Il faut en prendre son parti. Le monde est riche. L'homme a étudié les lois et les forces de la nature. Il a réussi à faire pousser cent brins d'herbe où l'on n'en trouvait qu'un seul ou pas du tout.

Il a amélioré la valeur productive de ses champs et de ses animaux domestiques. Dans l'industrie manufacturière, ses progrès sont encore plus manifestes. Le monde est riche, n'en déplaise à ceux qui voudraient qu'il fût pauvre et que les humains dussent se débattre contre la misère, les famines, les fléaux.

Au reste, les hommes, et nombreux, doivent encore se débattre contre la misère, mais pas parce que le monde est pauvre... simplement parce qu'un système stupide empêche la distribution de la richesse.

Allons-nous blâmer le chômeur sans moyen financier parce qu'il n'a rien épargné pendant qu'il travaillait ? Mais s'il avait épargné, peut-être n'aurait-il fait que hâter la venue du chômage, en contribuant à l'accumulation de la production invendable d'un monde riche.

Comparons-lui le sort de l'épargnant devenu lui aussi chômeur. Il a la douce satisfaction de manger ses épargnes avant de passer à son tour dans la grande famille des secourus. Car il ne faut pas considérer les crises de chômage d'aujourd'hui comme les mortes saisons passagères d'autrefois. Elles durent assez longtemps et se généralisent assez pour drainer la majorité des épargnes qui ont coûté travail et privations. L'épargnant a de plus la satisfaction, s'il n'est pas frappé, de contribuer au soutien de son confrère. Si son épargne a pris la forme de propriété, il aura l'honneur de faire partie du corps des contribuables directs. Si, petit propriétaire, il tombe victime du chômage, il devra ou louer ou vendre sa propriété bien au-dessous de ce qu'elle lui a coûté d'épargnes.

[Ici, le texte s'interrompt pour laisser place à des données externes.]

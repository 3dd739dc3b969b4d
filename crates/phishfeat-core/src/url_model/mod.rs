//! Lenient URL decomposition.
//!
//! Splits a raw candidate string into `scheme://netloc/path;params?query#fragment`
//! without ever failing: anything that is missing comes back as an empty string.
//! No normalisation happens beyond lower-casing the scheme, so the netloc keeps
//! userinfo, port and original case. Feature values depend on these exact
//! substrings, so a strict parser (which rejects scheme-less input and rewrites
//! hosts) is not a substitute.

mod split;

use split::{clean_input, split_netloc, split_params, split_scheme, uses_params};

/// Components of a candidate URL. Absent parts are empty.
#[derive(Debug, Clone, Default, PartialEq, Eq)]
pub struct UrlParts {
    pub scheme: String,
    pub netloc: String,
    pub path: String,
    pub params: String,
    pub query: String,
    pub fragment: String,
}

impl UrlParts {
    /// Splits `raw` into its components. Never fails.
    ///
    /// # Examples
    ///
    /// - `"https://a.com/x?y=1"` → netloc `a.com`, path `/x`, query `y=1`
    /// - `"example.com/login"` → no scheme, no netloc, path `example.com/login`
    pub fn parse(raw: &str) -> Self {
        let cleaned = clean_input(raw);
        let (scheme, rest) = split_scheme(&cleaned);
        let (netloc, rest) = split_netloc(rest);

        let (rest, fragment) = rest.split_once('#').unwrap_or((rest, ""));
        let (rest, query) = rest.split_once('?').unwrap_or((rest, ""));
        let (path, params) = if uses_params(&scheme) && rest.contains(';') {
            split_params(rest)
        } else {
            (rest, "")
        };

        Self {
            netloc: netloc.to_string(),
            path: path.to_string(),
            params: params.to_string(),
            query: query.to_string(),
            fragment: fragment.to_string(),
            scheme,
        }
    }

    /// The host as used for host-level features: the full netloc.
    pub fn host(&self) -> &str {
        &self.netloc
    }

    pub fn has_scheme(&self) -> bool {
        !self.scheme.is_empty()
    }
}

Bel encouragement pour ceux qui pratiquent l'épargne, bel argument pour ceux qui la prêchent !

Lorsque le professeur d'université d'Ottawa nous dit que l'épargne va nuire à l'écoulement de la production, il a peut-être raison sous les conditions monétaires du régime actuel, surtout avec l'immense possibilité de moyens de production de notre monde moderne. Pour que la production marche, il faut que les consommateurs l'achètent.

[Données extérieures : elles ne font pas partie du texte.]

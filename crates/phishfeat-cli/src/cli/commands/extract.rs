//! `phishfeat extract <url>...` – print feature vectors.

use anyhow::Result;
use phishfeat_core::config::OutputFormat;
use phishfeat_core::{extract, FeatureVector};

fn print_text(url: &str, features: &FeatureVector) {
    println!("{url}");
    for (name, value) in features.iter() {
        println!("  {:<20} {}", name, value);
    }
}

pub fn run_extract(urls: &[String], format: OutputFormat) -> Result<()> {
    let rows: Vec<(&str, FeatureVector)> = urls.iter().map(|u| (u.as_str(), extract(u))).collect();
    tracing::debug!(count = rows.len(), "extracted feature vectors");

    match format {
        OutputFormat::Text => {
            for (i, (url, features)) in rows.iter().enumerate() {
                if i > 0 {
                    println!();
                }
                print_text(url, features);
            }
        }
        OutputFormat::Json => {
            let out: Vec<_> = rows
                .iter()
                .map(|(url, features)| serde_json::json!({ "url": url, "features": features }))
                .collect();
            println!("{}", serde_json::to_string_pretty(&out)?);
        }
    }
    Ok(())
}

On continue quand même d'auréoler l'épargnant et de damner l'imprévoyant, celui qui n'accumule pas de pécule. A-t-on toujours raison ?

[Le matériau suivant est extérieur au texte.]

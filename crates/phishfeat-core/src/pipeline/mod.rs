//! Classification boundary: sanitize → optional scaler → binary classifier.
//!
//! Scalers and classifiers are fitted elsewhere against the schema's column
//! order. This module only defines the seam they plug into, plus JSON-backed
//! implementations for a standard scaler and a logistic model.

mod error;
mod logistic;
mod scaler;

pub use error::PipelineError;
pub use logistic::{resolve_threshold, LogisticModel, DEFAULT_THRESHOLD};
pub use scaler::StandardScaler;

use serde::de::DeserializeOwned;
use serde::Serialize;
use std::fmt;
use std::path::Path;

use crate::features::{extract, FeatureVector};
use crate::schema::FEATURE_COUNT;

/// A fitted per-column transform keyed to the schema order.
pub trait Scaler: Send + Sync {
    fn transform(&self, row: &[f64; FEATURE_COUNT]) -> Result<[f64; FEATURE_COUNT], PipelineError>;
}

/// A fitted binary classifier: 1 = malicious, 0 = benign.
pub trait Classifier: Send + Sync {
    fn predict(&self, row: &[f64; FEATURE_COUNT]) -> Result<u8, PipelineError>;
}

/// Classifier output as shown to a user.
#[derive(Debug, Clone, Copy, PartialEq, Eq, Serialize)]
#[serde(rename_all = "lowercase")]
pub enum Verdict {
    Benign,
    Malicious,
}

impl Verdict {
    pub fn from_label(label: u8) -> Result<Self, PipelineError> {
        match label {
            0 => Ok(Verdict::Benign),
            1 => Ok(Verdict::Malicious),
            other => Err(PipelineError::InvalidLabel(other)),
        }
    }
}

impl fmt::Display for Verdict {
    fn fmt(&self, f: &mut fmt::Formatter<'_>) -> fmt::Result {
        match self {
            Verdict::Benign => write!(f, "benign"),
            Verdict::Malicious => write!(f, "malicious"),
        }
    }
}

/// Result of classifying one URL.
#[derive(Debug, Clone, Serialize)]
pub struct Classification {
    pub url: String,
    pub features: FeatureVector,
    pub verdict: Verdict,
    /// False when no scaler was given or the scaler failed.
    pub scaled: bool,
}

/// Feature columns as floats with any NaN or infinity replaced by 0.
pub fn sanitize(features: &FeatureVector) -> [f64; FEATURE_COUNT] {
    features
        .to_array()
        .map(|v| if v.is_finite() { v } else { 0.0 })
}

/// Extracts, sanitizes, optionally scales and classifies `url`.
///
/// A scaler error is logged and the unscaled row is classified instead; a
/// classifier error is returned.
pub fn classify(
    url: &str,
    scaler: Option<&dyn Scaler>,
    model: &dyn Classifier,
) -> Result<Classification, PipelineError> {
    let features = extract(url);
    let row = sanitize(&features);

    let (row, scaled) = match scaler {
        Some(s) => match s.transform(&row) {
            Ok(scaled_row) => (scaled_row, true),
            Err(e) => {
                tracing::warn!("scaling failed, classifying unscaled features: {e}");
                (row, false)
            }
        },
        None => (row, false),
    };

    let verdict = Verdict::from_label(model.predict(&row)?)?;
    tracing::debug!(%verdict, scaled, "classified url");
    Ok(Classification {
        url: url.to_string(),
        features,
        verdict,
        scaled,
    })
}

/// Loads a JSON artifact (scaler or model parameters).
pub fn load_json<T: DeserializeOwned>(path: &Path) -> Result<T, PipelineError> {
    let data = std::fs::read_to_string(path).map_err(|source| PipelineError::Io {
        path: path.to_path_buf(),
        source,
    })?;
    serde_json::from_str(&data).map_err(|source| PipelineError::Parse {
        path: path.to_path_buf(),
        source,
    })
}

/// One value per column, all finite.
fn check_columns(what: &'static str, values: &[f64]) -> Result<(), PipelineError> {
    if values.len() != FEATURE_COUNT {
        return Err(PipelineError::DimensionMismatch {
            what,
            expected: FEATURE_COUNT,
            actual: values.len(),
        });
    }
    if let Some(i) = values.iter().position(|v| !v.is_finite()) {
        return Err(PipelineError::InvalidParameter(format!(
            "{what}: column {i} is not finite"
        )));
    }
    Ok(())
}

Voici deux hommes, Antoine et Roger : tous les deux du même âge, mariés, avec le même nombre d'enfants, le même nombre d'années de travail au même modeste salaire. Mais Antoine mettait de l'argent à la banque ; sa femme et ses enfants ont souffert bien des privations, mais il a ramassé de l'argent ; il possède l'esprit du jour : l'argent vaut plus que les êtres humains. Roger, lui, emploie tout son petit salaire à procurer le plus de bonheur possible à sa famille ; il estime sa femme et ses enfants au-dessus de l'argent et trouve qu'il les prive encore trop par insuffisance de salaire. Le chômage général survient. On va vanter les vertus d'Antoine et l'imprévoyance de Roger, jusqu'à ce que la prolongation de la crise les dépose l'un et l'autre sur le même palier. Si tous les ouvriers eussent été des Antoines, la crise serait venue plus tôt peut-être. Nous disons "peut-être," car nous savons bien que l'accumulation des produits invendus a d'autres causes que la privation libre de la part des consommateurs.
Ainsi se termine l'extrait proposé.